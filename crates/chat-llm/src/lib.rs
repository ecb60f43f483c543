//! LLM provider abstraction layer for stock-chat-rs
//!
//! This crate provides provider-agnostic abstractions for talking to a
//! chat-completion service. It includes:
//!
//! - Message types for multi-turn conversations
//! - Completion request/response types
//! - Tool definitions for function calling
//! - Provider trait for LLM implementations
//! - The Groq provider (behind the `groq` feature flag)

pub mod completion;
pub mod error;
pub mod messages;
pub mod provider;
pub mod tools;

// Re-export main types
pub use completion::{CompletionRequest, CompletionResponse, StopReason, TokenUsage};
pub use error::{LLMError, Result};
pub use messages::{ContentBlock, Message, MessageContent, Role};
pub use provider::LLMProvider;
pub use tools::ToolDefinition;

// Provider implementations (feature-gated)
#[cfg(feature = "groq")]
pub mod providers;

________

Task statement
Repeat the whole listing word for word.

Response area
filename crates/chat-llm/src/lib.rs
repository ecb60f43f483c543
//! LLM provider abstraction layer for stock-chat-rs
//!
//! This crate provides provider-agnostic abstractions for talking to a
//! chat-completion service. It includes:
//!
//! - Message types for multi-turn conversations
//! - Completion request/response types
//! - Tool definitions for function calling
//! - Provider trait for LLM implementations
//! - The Groq provider (behind the `groq` feature flag)

pub mod completion;
pub mod error;
pub mod messages;
pub mod provider;
pub mod tools;

// Re-export main types
pub use completion::{CompletionRequest, CompletionResponse, StopReason, TokenUsage};
pub use error::{LLMError, Result};
pub use messages::{ContentBlock, Message, MessageContent, Role};
pub use provider::LLMProvider;
pub use tools::ToolDefinition;

// Provider implementations (feature-gated)
#[cfg(feature = "groq")]
pub mod providers;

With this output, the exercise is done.